Pazienti e donatori affetti da epatite C, ecco quali saranno i temi al centro dell’EPAday di oggi

 

Un appuntamento online per discutere su terapie, trapianto e coinvolgimento di pazienti e donatori affetti da epatite C. È quanto avverrà oggi, martedì 27 ottobre quando, dalle 15:00 alle 17:00 è in programma il secondo EPAday intitolato “Il trapianto di fegato oggi, nell’interazione tra centro trapianti e territorio”, dedicato a 500 utenti, dai chirurghi agli infermieri, passando per anestesisti, gastroenterologi e pediatri.

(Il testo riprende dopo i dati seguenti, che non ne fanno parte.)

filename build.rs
fn main() {
    built::write_built_file().expect("Failed to acquire build-time information");
}
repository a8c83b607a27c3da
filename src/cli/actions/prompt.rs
use anyhow::{Context, Result};
use secrecy::SecretString;
use std::io::{self, BufRead, IsTerminal, Write};

/// Read a password from stdin, one line. Only the line terminator is
/// stripped: surrounding spaces are part of the password and get validated.
///
/// # Errors
/// Returns an error if stdin cannot be read.
pub fn read_password() -> Result<SecretString> {
    let stdin = io::stdin();

    if stdin.is_terminal() {
        eprint!("Password: ");
        io::stderr().flush().context("Error flushing prompt")?;
    }

    read_line(&mut stdin.lock())
}

fn read_line(reader: &mut impl BufRead) -> Result<SecretString> {
    let mut line = String::new();
    reader
        .read_line(&mut line)
        .context("Error reading password from stdin")?;

    let password = line.strip_suffix('\n').unwrap_or(&line);
    let password = password.strip_suffix('\r').unwrap_or(password);

    Ok(SecretString::from(password.to_string()))
}
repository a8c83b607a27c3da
use crate::cli::actions::{check, create, Action};
use anyhow::Result;

/// Execute the provided action.
/// # Errors
/// Returns an error if the action fails.
pub async fn execute(action: Action) -> Result<()> {
    match action {
        Action::Create(args) => create::execute(args).await,
        Action::Check(args) => check::execute(&args),
    }
}
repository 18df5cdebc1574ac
use predicates::prelude::*;

#[test]
fn help_lists_subcommands() {
    let mut cmd = assert_cmd::cargo::cargo_bin_cmd!("novel-translator");
    cmd.arg("--help")
        .assert()
        .success()
        .stdout(predicate::str::contains("translate"))
        .stdout(predicate::str::contains("restore"))
        .stdout(predicate::str::contains("retranslate"))
        .stdout(predicate::str::contains("test-connection"));
}

#[test]
fn rust_log_debug_emits_debug_line_to_stderr() -> anyhow::Result<()> {
    let temp = tempfile::TempDir::new()?;
    let missing = temp.path().join("none.epub");
    let mut cmd = assert_cmd::cargo::cargo_bin_cmd!("novel-translator");
    cmd.env("RUST_LOG", "debug")
        .args(["chapters", missing.to_str().unwrap()])
        .assert()
        .failure()
        .stderr(predicate::str::contains("parsed cli"))
        .stderr(predicate::str::contains("open epub"));
    Ok(())
}

#[test]
fn verbose_flag_enables_debug_without_rust_log() -> anyhow::Result<()> {
    let temp = tempfile::TempDir::new()?;
    let missing = temp.path().join("none.epub");
    let mut cmd = assert_cmd::cargo::cargo_bin_cmd!("novel-translator");
    cmd.env_remove("RUST_LOG")
        .args(["-v", "chapters", missing.to_str().unwrap()])
        .assert()
        .failure()
        .stderr(predicate::str::contains("parsed cli"));

    let mut cmd = assert_cmd::cargo::cargo_bin_cmd!("novel-translator");
    cmd.env_remove("RUST_LOG")
        .args(["chapters", missing.to_str().unwrap()])
        .assert()
        .failure()
        .stderr(predicate::str::contains("parsed cli").not());
    Ok(())
}
use std::fs::OpenOptions;
use std::io::Write as _;
use std::path::Path;

use anyhow::Context as _;

use crate::config::OutputFormat;
use crate::epub::{SourceBook, TextChapter, TranslatedChapter, text_to_xhtml_body, write_text_epub};
use crate::reassemble;
use crate::segment;

const TITLE_MAX_CHARS: usize = 30;
const RULE_WIDTH: usize = 40;

/// One finished chapter as handed to the writers.
#[derive(Debug, Clone, PartialEq, Eq)]
pub struct OutputChapter {
    /// Source document name.
    pub name: String,
    /// Translated plain text, one paragraph per line.
    pub text: String,
}

/// Reading-order key derived from a document name: front matter first, then by the first
/// number in the file name, then everything else.
pub fn chapter_order_key(name: &str) -> (u8, u64) {
    let base = name.rsplit('/').next().unwrap_or(name).to_lowercase();
    if matches!(base.as_str(), "nav.xhtml" | "toc.xhtml" | "cover.xhtml") {
        return (0, 0);
    }
    let digits = base
        .chars()
        .skip_while(|c| !c.is_ascii_digit())
        .take_while(char::is_ascii_digit)
        .collect::<String>();
    match digits.parse() {
        Ok(n) => (1, n),
        Err(_) => (2, 0),
    }
}

pub fn sort_chapters(chapters: &mut [OutputChapter]) {
    chapters.sort_by_key(|c| chapter_order_key(&c.name));
}

/// Puts a translated chapter back into its source document's markup.
///
/// A document with no body content at all gets simple paragraphs instead.
pub fn chapter_body(source_html: &str, translated: &str, number: usize) -> String {
    let segmented = segment::segment_chapter(source_html);
    if segmented.segments.is_empty() {
        let (title, body) = split_title(translated, number);
        return text_to_xhtml_body(&title, &body);
    }
    reassemble::rebuild(&segmented.segments, translated)
}

/// Splits a chapter into its title and body.
///
/// A short first line is the title; otherwise the chapter is numbered and keeps its whole text.
pub fn split_title(text: &str, number: usize) -> (String, String) {
    let trimmed = text.trim();
    let Some(first_line) = trimmed.lines().next().map(str::trim) else {
        return (format!("第{number}章"), String::new());
    };
    if !first_line.is_empty() && first_line.chars().count() <= TITLE_MAX_CHARS {
        let body = trimmed
            .lines()
            .skip(1)
            .collect::<Vec<_>>()
            .join("\n")
            .trim()
            .to_owned();
        return (first_line.to_owned(), body);
    }
    (format!("第{number}章"), trimmed.to_owned())
}

pub fn chapter_title(text: &str, number: usize) -> String {
    split_title(text, number).0
}

pub fn render_txt(chapters: &[OutputChapter]) -> String {
    let rule = "=".repeat(RULE_WIDTH);
    let mut out = String::new();
    for (idx, chapter) in chapters.iter().enumerate() {
        let (title, body) = split_title(&chapter.text, idx + 1);
        out.push_str(&format!("\n{rule}\n  {title}\n{rule}\n\n"));
        out.push_str(&body);
        out.push_str("\n\n");
    }
    out
}

pub fn write_txt(out_path: &Path, chapters: &[OutputChapter], force: bool) -> anyhow::Result<()> {
    create_parent_dir(out_path)?;
    let mut options = OpenOptions::new();
    options.write(true);
    if force {
        options.create(true).truncate(true);
    } else {
        options.create_new(true);
    }
    let mut file = options
        .open(out_path)
        .with_context(|| format!("open output: {}", out_path.display()))?;
    file.write_all(render_txt(chapters).as_bytes())
        .with_context(|| format!("write output: {}", out_path.display()))?;
    file.flush()
        .with_context(|| format!("flush output: {}", out_path.display()))?;
    Ok(())
}

/// Writes the finished chapters in the requested format.
///
/// EPUB output copies the source archive when one is available, rebuilding each chapter
/// inside its original markup, and falls back to a generated book otherwise.
pub fn write_output(
    format: OutputFormat,
    out_path: &Path,
    title: &str,
    source: Option<&SourceBook>,
    chapters: &[OutputChapter],
    force: bool,
) -> anyhow::Result<()> {
    tracing::info!(
        format = ?format,
        out = %out_path.display(),
        chapters = chapters.len(),
        "write output"
    );
    match (format, source) {
        (OutputFormat::Txt, _) => write_txt(out_path, chapters, force),
        (OutputFormat::Epub, Some(book)) => {
            let mut translated = Vec::with_capacity(chapters.len());
            for (idx, chapter) in chapters.iter().enumerate() {
                let Some(source) = book.chapter(&chapter.name) else {
                    tracing::warn!(chapter = %chapter.name, "chapter not in source book; skipped");
                    continue;
                };
                translated.push(TranslatedChapter {
                    name: chapter.name.clone(),
                    body_html: chapter_body(&source.html, &chapter.text, idx + 1),
                });
            }
            if translated.is_empty() {
                anyhow::bail!("none of the chapters belong to the source book");
            }
            book.write_translated(out_path, &translated, force)
        }
        (OutputFormat::Epub, None) => {
            let text_chapters = chapters
                .iter()
                .enumerate()
                .map(|(idx, c)| {
                    let (title, text) = split_title(&c.text, idx + 1);
                    TextChapter { title, text }
                })
                .collect::<Vec<_>>();
            write_text_epub(out_path, title, &text_chapters, force)
        }
    }
}

fn create_parent_dir(path: &Path) -> anyhow::Result<()> {
    if let Some(parent) = path.parent()
        && !parent.as_os_str().is_empty()
    {
        std::fs::create_dir_all(parent)
            .with_context(|| format!("create output dir: {}", parent.display()))?;
    }
    Ok(())
}

#[cfg(test)]
mod tests {
    use super::*;

    fn chapter(text: &str) -> OutputChapter {
        OutputChapter {
            name: "ch.xhtml".to_owned(),
            text: text.to_owned(),
        }
    }

    #[test]
    fn short_first_line_becomes_title() {
        assert_eq!(
            split_title("第一章　出发\n早晨来了。\n少年出发了。", 1),
            (
                "第一章　出发".to_owned(),
                "早晨来了。\n少年出发了。".to_owned()
            )
        );
    }

    #[test]
    fn long_first_line_gets_numbered_title() {
        let text = "这".repeat(31);
        assert_eq!(split_title(&text, 3), ("第3章".to_owned(), text.clone()));
        assert_eq!(split_title("  ", 2), ("第2章".to_owned(), String::new()));
    }

    #[test]
    fn txt_frames_each_title() {
        let out = render_txt(&[chapter("序章\n正文。")]);
        let rule = "=".repeat(40);
        assert_eq!(out, format!("\n{rule}\n  序章\n{rule}\n\n正文。\n\n"));
    }

    #[test]
    fn txt_refuses_to_overwrite_without_force() -> anyhow::Result<()> {
        let temp = tempfile::TempDir::new()?;
        let out = temp.path().join("nested").join("book.txt");
        write_txt(&out, &[chapter("序章\n正文。")], false)?;
        assert!(write_txt(&out, &[chapter("序章\n正文。")], false).is_err());
        write_txt(&out, &[chapter("第二版\n正文。")], true)?;
        assert!(std::fs::read_to_string(&out)?.contains("第二版"));
        Ok(())
    }

    #[test]
    fn order_key_follows_file_numbers() {
        let mut chapters = ["text/p-010.xhtml", "text/extra.xhtml", "text/p-002.xhtml", "cover.xhtml"]
            .into_iter()
            .map(|name| OutputChapter {
                name: name.to_owned(),
                text: String::new(),
            })
            .collect::<Vec<_>>();
        sort_chapters(&mut chapters);
        let names = chapters.iter().map(|c| c.name.as_str()).collect::<Vec<_>>();
        assert_eq!(
            names,
            vec!["cover.xhtml", "text/p-002.xhtml", "text/p-010.xhtml", "text/extra.xhtml"]
        );
    }

    #[test]
    fn chapter_body_reuses_source_markup() {
        let html = r#"<html><body><h1>第一章</h1><p class="a">朝が来た。</p><img src="a.png"/></body></html>"#;
        let body = chapter_body(html, "早晨来了。", 1);
        assert!(body.contains("<h1>第一章</h1>"));
        assert!(body.contains(r#"<p class="a">早晨来了。</p>"#));
        assert!(body.contains("a.png"));
    }

    #[test]
    fn epub_without_source_builds_a_text_book() -> anyhow::Result<()> {
        let temp = tempfile::TempDir::new()?;
        let out = temp.path().join("book.epub");
        write_output(
            OutputFormat::Epub,
            &out,
            "小说",
            None,
            &[chapter("序章\n正文。")],
            false,
        )?;
        assert!(out.exists());
        Ok(())
    }
}
use anyhow::Context as _;

/// Log verbosity requested on the command line.
#[derive(Debug, Clone, Copy, Default, PartialEq, Eq)]
pub struct Verbosity {
    pub verbose: u8,
    pub quiet: bool,
}

impl Verbosity {
    /// Filter used when `RUST_LOG` is unset. `-v` opens up this crate only, so provider
    /// and HTTP internals stay quiet until `-vv`.
    pub fn default_filter(self) -> &'static str {
        match (self.quiet, self.verbose) {
            (true, _) => "warn",
            (false, 0) => "info",
            (false, 1) => "info,novel_translator=debug",
            (false, _) => "debug,novel_translator=trace",
        }
    }
}

/// Logs go to stderr so `chapters`/`scan` output on stdout stays clean. `RUST_LOG` wins
/// over the verbosity flags.
pub fn init(verbosity: Verbosity) -> anyhow::Result<()> {
    let filter = tracing_subscriber::EnvFilter::try_from_default_env()
        .or_else(|_| tracing_subscriber::EnvFilter::try_new(verbosity.default_filter()))
        .context("build log filter")?;

    tracing_subscriber::fmt()
        .with_env_filter(filter)
        .with_target(verbosity.verbose > 1)
        .with_writer(std::io::stderr)
        .try_init()
        .map_err(|err| anyhow::anyhow!("initialize tracing subscriber: {err}"))?;

    Ok(())
}

#[cfg(test)]
mod tests {
    use super::*;

    #[test]
    fn flags_pick_the_default_filter() {
        assert_eq!(Verbosity::default().default_filter(), "info");
        let verbose = Verbosity {
            verbose: 1,
            quiet: false,
        };
        assert_eq!(verbose.default_filter(), "info,novel_translator=debug");
        let quiet = Verbosity {
            verbose: 3,
            quiet: true,
        };
        assert_eq!(quiet.default_filter(), "warn");
    }
}
impl Orchestrator {
    pub fn new(
        config: TranslationConfig,
        completion: Arc<dyn Completion>,
        control: TaskControl,
    ) -> anyhow::Result<Self> {
        let glossary = Glossary::load(config.glossary_file.as_deref()).context("load glossary")?;
        if !glossary.is_empty() {
            tracing::info!(terms = glossary.len(), "glossary loaded");
        }
        let prompts = PromptBuilder::new(
            config.custom_prompt.as_deref(),
            glossary,
            config.glossary_placement,
            config.model_kind(),
            config.few_shot_examples.clone(),
        );
        let dispatcher = Dispatcher::new(
            completion,
            Arc::new(prompts),
            DispatchSettings::from_config(&config),
            control,
        );
        Ok(Self { config, dispatcher })
    }

    /// Validates the configuration and connects the OpenAI-compatible provider.
    pub fn from_config(config: TranslationConfig, control: TaskControl) -> anyhow::Result<Self> {
        config.validate()?;
        let completion = OpenAiCompatible::from_config(&config).context("create provider")?;
        tracing::info!(
            provider = completion.name(),
            model = config.model(),
            base_url = %config.base_url(),
            "provider ready"
        );
        Self::new(config, Arc::new(completion), control)
    }

    fn control(&self) -> &TaskControl {
        self.dispatcher.control()
    }

    /// Translates one chapter. `previous` is the translation of the chapter before it;
    /// `index` is 1-based within `total`.
    pub async fn translate_chapter(
        &self,
        chapter: &ChapterDocument,
        previous: &str,
        index: usize,
        total: usize,
    ) -> anyhow::Result<ChapterTranslation> {
        let segmented = segment::segment_chapter(&chapter.html);
        let chunks = chunk::split_text(&segmented.plain_text, self.config.chunk_size);
        self.control().emit(ProgressEvent::ChapterStarted {
            index,
            total,
            name: chapter.name.clone(),
            chunks: chunks.len(),
        });
        tracing::debug!(
            chapter = %chapter.name,
            segments = segmented.segments.len(),
            translatable = segmented.translatable_count(),
            media = segmented.media_count(),
            chunks = chunks.len(),
            "chapter segmented"
        );
        if chunks.is_empty() {
            return Ok(ChapterTranslation {
                text: String::new(),
                failed_chunks: 0,
                empty: false,
                cancelled: false,
            });
        }

        let report = self
            .dispatcher
            .translate_chunks(&chunks, previous)
            .await
            .with_context(|| format!("translate chapter {}", chapter.name))?;
        let cancelled = report.cancelled > 0;
        let has_text = report
            .texts
            .iter()
            .any(|t| !t.trim().is_empty() && !is_marker(t));
        if !has_text && !cancelled {
            tracing::warn!(
                chapter = %chapter.name,
                failed = report.failed,
                "every chunk failed or came back empty; writing a placeholder"
            );
            return Ok(ChapterTranslation {
                text: empty_result_placeholder(&segmented.plain_text),
                failed_chunks: report.failed,
                empty: true,
                cancelled,
            });
        }
        Ok(ChapterTranslation {
            text: report.joined(),
            failed_chunks: report.failed,
            empty: false,
            cancelled,
        })
    }

    /// Translates the selected chapter range of a book and writes the output.
    pub async fn translate_book(&self, job: &TranslateJob) -> anyhow::Result<RunSummary> {
        let started_at = Instant::now();
        if job.output.exists() && !job.force {
            anyhow::bail!(
                "output already exists: {} (pass --force to overwrite)",
                job.output.display()
            );
        }

        let book = open_book(&job.input).await?;
        let range = self.config.chapter_range(book.chapters.len());
        let selected = &book.chapters[range.clone()];
        tracing::info!(
            input = %job.input.display(),
            title = %book.title,
            chapters = book.chapters.len(),
            first = range.start + 1,
            last = range.end,
            format = ?self.config.output_format,
            chunk_size = self.config.chunk_size,
            workers = self.config.workers,
            "translate: start"
        );
        if selected.is_empty() {
            anyhow::bail!(
                "no chapters selected: the book has {} chapters",
                book.chapters.len()
            );
        }

        let control = self.control();
        control.set_chapters_total(selected.len());
        control.emit(ProgressEvent::RunStarted {
            chapters: selected.len(),
        });

        let checkpoint_path = checkpoint::checkpoint_path(&job.output);
        let mut checkpoint = if job.checkpoint {
            let hash = checkpoint::fingerprint(
                &job.input,
                self.config.model(),
                self.config.chunk_size,
            );
            Checkpoint::resume(&checkpoint_path, &hash).await?
        } else {
            Checkpoint::default()
        };

        let mut summary = RunSummary::default();
        let mut outputs = Vec::with_capacity(selected.len());
        let mut previous = String::new();

        for (idx, chapter) in selected.iter().enumerate() {
            if !control.wait_if_paused().await {
                summary.cancelled = true;
                break;
            }

            if let Some(cached) = checkpoint.get(&chapter.name) {
                tracing::info!(
                    chapter = %chapter.name,
                    index = idx + 1,
                    total = selected.len(),
                    "chapter already translated; using checkpoint"
                );
                summary.cached += 1;
                summary.chars += cached.chars().count();
                previous = cached.to_owned();
                outputs.push(OutputChapter {
                    name: chapter.name.clone(),
                    text: cached.to_owned(),
                });
                control.record_chapter();
                control.emit(ProgressEvent::ChapterSkipped {
                    name: chapter.name.clone(),
                });
                continue;
            }

            let chapter_started = Instant::now();
            tracing::info!(
                chapter = %chapter.name,
                index = idx + 1,
                total = selected.len(),
                chars = chapter.char_count(),
                "chapter: start"
            );

            let translation = match self
                .translate_chapter(chapter, &previous, idx + 1, selected.len())
                .await
            {
                Ok(translation) => translation,
                Err(err) => {
                    tracing::error!(chapter = %chapter.name, error = %format!("{err:#}"), "chapter failed");
                    control.emit(ProgressEvent::ChapterFailed {
                        name: chapter.name.clone(),
                        error: format!("{err:#}"),
                    });
                    summary.failed += 1;
                    continue;
                }
            };
            if translation.cancelled {
                summary.cancelled = true;
                break;
            }

            let chars = translation.text.chars().count();
            let elapsed = chapter_started.elapsed();
            if translation.empty {
                summary.failed += 1;
                control.emit(ProgressEvent::ChapterFailed {
                    name: chapter.name.clone(),
                    error: "every chunk failed or came back empty".to_owned(),
                });
            } else {
                summary.translated += 1;
                summary.chars += chars;
                previous = translation.text.clone();
                if job.checkpoint {
                    checkpoint.record(&chapter.name, translation.text.clone());
                    checkpoint.save(&checkpoint_path).await?;
                }
                tracing::info!(
                    chapter = %chapter.name,
                    chars = chars,
                    failed_chunks = translation.failed_chunks,
                    elapsed_ms = elapsed.as_millis() as u64,
                    "chapter: done"
                );
                control.emit(ProgressEvent::ChapterFinished {
                    name: chapter.name.clone(),
                    chars,
                    elapsed,
                });
            }
            control.record_chapter();
            outputs.push(OutputChapter {
                name: chapter.name.clone(),
                text: translation.text,
            });
        }

        if summary.cancelled {
            tracing::warn!(
                done = summary.translated + summary.cached,
                total = selected.len(),
                "translation cancelled; output not written"
            );
        } else if outputs.is_empty() {
            tracing::warn!("no chapters translated; output not written");
        } else {
            write_output_blocking(
                self.config.output_format,
                job.output.clone(),
                book.title.clone(),
                Some(Arc::clone(&book)),
                outputs,
                job.force,
            )
            .await?;
            summary.written = Some(job.output.clone());
        }

        summary.elapsed = started_at.elapsed();
        tracing::info!(
            translated = summary.translated,
            cached = summary.cached,
            failed = summary.failed,
            chars = summary.chars,
            elapsed_ms = summary.elapsed.as_millis() as u64,
            cancelled = summary.cancelled,
            "translate: done"
        );
        control.emit(ProgressEvent::RunFinished {
            chapters: summary.translated + summary.cached,
            chars: summary.chars,
            elapsed: summary.elapsed,
            cancelled: summary.cancelled,
        });
        Ok(summary)
    }

    /// Translates the named chapters again and replaces them in the checkpoint.
    pub async fn retranslate(&self, job: &RetranslateJob) -> anyhow::Result<RunSummary> {
        let started_at = Instant::now();
        let mut checkpoint = Checkpoint::load(&job.checkpoint)
            .await?
            .ok_or_else(|| anyhow::anyhow!("checkpoint not found: {}", job.checkpoint.display()))?;
        if checkpoint.is_empty() {
            anyhow::bail!("checkpoint has no translated chapters: {}", job.checkpoint.display());
        }
        if let Some(output) = &job.output
            && output.exists()
            && !job.force
        {
            anyhow::bail!(
                "output already exists: {} (pass --force to overwrite)",
                output.display()
            );
        }

        let book = open_book(&job.input).await?;
        let mut targets = Vec::new();
        for requested in &job.chapters {
            match book.find_chapter(requested) {
                Some(chapter) if checkpoint.get(&chapter.name).is_some() => {
                    if !targets.iter().any(|c: &&ChapterDocument| c.name == chapter.name) {
                        targets.push(chapter);
                    }
                }
                _ => tracing::warn!(chapter = %requested, "not in both the book and the checkpoint; skipped"),
            }
        }
        if targets.is_empty() {
            anyhow::bail!("none of the requested chapters are in both the book and the checkpoint");
        }

        let control = self.control();
        control.set_chapters_total(targets.len());
        control.emit(ProgressEvent::RunStarted {
            chapters: targets.len(),
        });
        tracing::info!(chapters = targets.len(), "retranslate: start");

        let mut summary = RunSummary::default();
        for (idx, chapter) in targets.iter().enumerate() {
            if !control.wait_if_paused().await {
                summary.cancelled = true;
                break;
            }
            let previous = book
                .chapters
                .iter()
                .position(|c| c.name == chapter.name)
                .and_then(|pos| pos.checked_sub(1))
                .and_then(|pos| checkpoint.get(&book.chapters[pos].name))
                .unwrap_or_default()
                .to_owned();

            let chapter_started = Instant::now();
            let translation = match self
                .translate_chapter(chapter, &previous, idx + 1, targets.len())
                .await
            {
                Ok(translation) => translation,
                Err(err) => {
                    tracing::error!(chapter = %chapter.name, error = %format!("{err:#}"), "chapter failed");
                    control.emit(ProgressEvent::ChapterFailed {
                        name: chapter.name.clone(),
                        error: format!("{err:#}"),
                    });
                    summary.failed += 1;
                    continue;
                }
            };
            if translation.cancelled {
                summary.cancelled = true;
                break;
            }
            if translation.empty {
                summary.failed += 1;
                control.emit(ProgressEvent::ChapterFailed {
                    name: chapter.name.clone(),
                    error: "every chunk failed or came back empty".to_owned(),
                });
                continue;
            }

            let chars = translation.text.chars().count();
            summary.translated += 1;
            summary.chars += chars;
            checkpoint.record(&chapter.name, translation.text);
            control.record_chapter();
            control.emit(ProgressEvent::ChapterFinished {
                name: chapter.name.clone(),
                chars,
                elapsed: chapter_started.elapsed(),
            });
        }

        if summary.translated > 0 {
            checkpoint.save(&job.checkpoint).await?;
            tracing::info!(path = %job.checkpoint.display(), "checkpoint updated");
        }
        if let Some(output) = &job.output
            && !summary.cancelled
        {
            let chapters = book_ordered(&book, &checkpoint);
            write_output_blocking(
                self.config.output_format,
                output.clone(),
                book.title.clone(),
                Some(Arc::clone(&book)),
                chapters,
                job.force,
            )
            .await?;
            summary.written = Some(output.clone());
        }

        summary.elapsed = started_at.elapsed();
        control.emit(ProgressEvent::RunFinished {
            chapters: summary.translated,
            chars: summary.chars,
            elapsed: summary.elapsed,
            cancelled: summary.cancelled,
        });
        tracing::info!(
            translated = summary.translated,
            failed = summary.failed,
            elapsed_ms = summary.elapsed.as_millis() as u64,
            "retranslate: done"
        );
        Ok(summary)
    }
}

Il precedente webinar, tenutosi giovedì 22, aveva visto gli esperti confrontarsi sulle tecniche di preservazione dell’organo, la gestione delle complicanze post trapianto e il follow up del paziente. Il tutto con un focus particolare sul progetto dell’ambulatorio di transizione pediatrico-adulto. Complice la notizia del premio Nobel per la Medicina, assegnato le scorse settimane ai tre ricercatori che hanno scoperto il virus dell’epatite C, proprio questo sarà uno degli argomenti sul tavolo dei relatori nell’incontro di questo pomeriggio. Come aveva spiegato alla vigilia dell’inizio dei lavori la professoressa Patrizia Burra, coordinatrice scientifica dell’evento e direttrice dell’UOSD “Trapianto Multiviscerale” dell’Azienda Ospedaliera di Padova, “negli ultimi cinque anni, grazie ai nuovi farmaci, abbiamo visto una massiccia riduzione delle liste di attesa, nonostante siamo ancora alle prese con casi di epatocarcinoma da epatite C. Purtroppo il virus è ancora all’origine di complicanze come la cirrosi che, spesso, portano al tumore: molte cure hanno permesso a diversi soggetti di diventare negativi al virus, pur non esentandoli dal rischio del cancro”.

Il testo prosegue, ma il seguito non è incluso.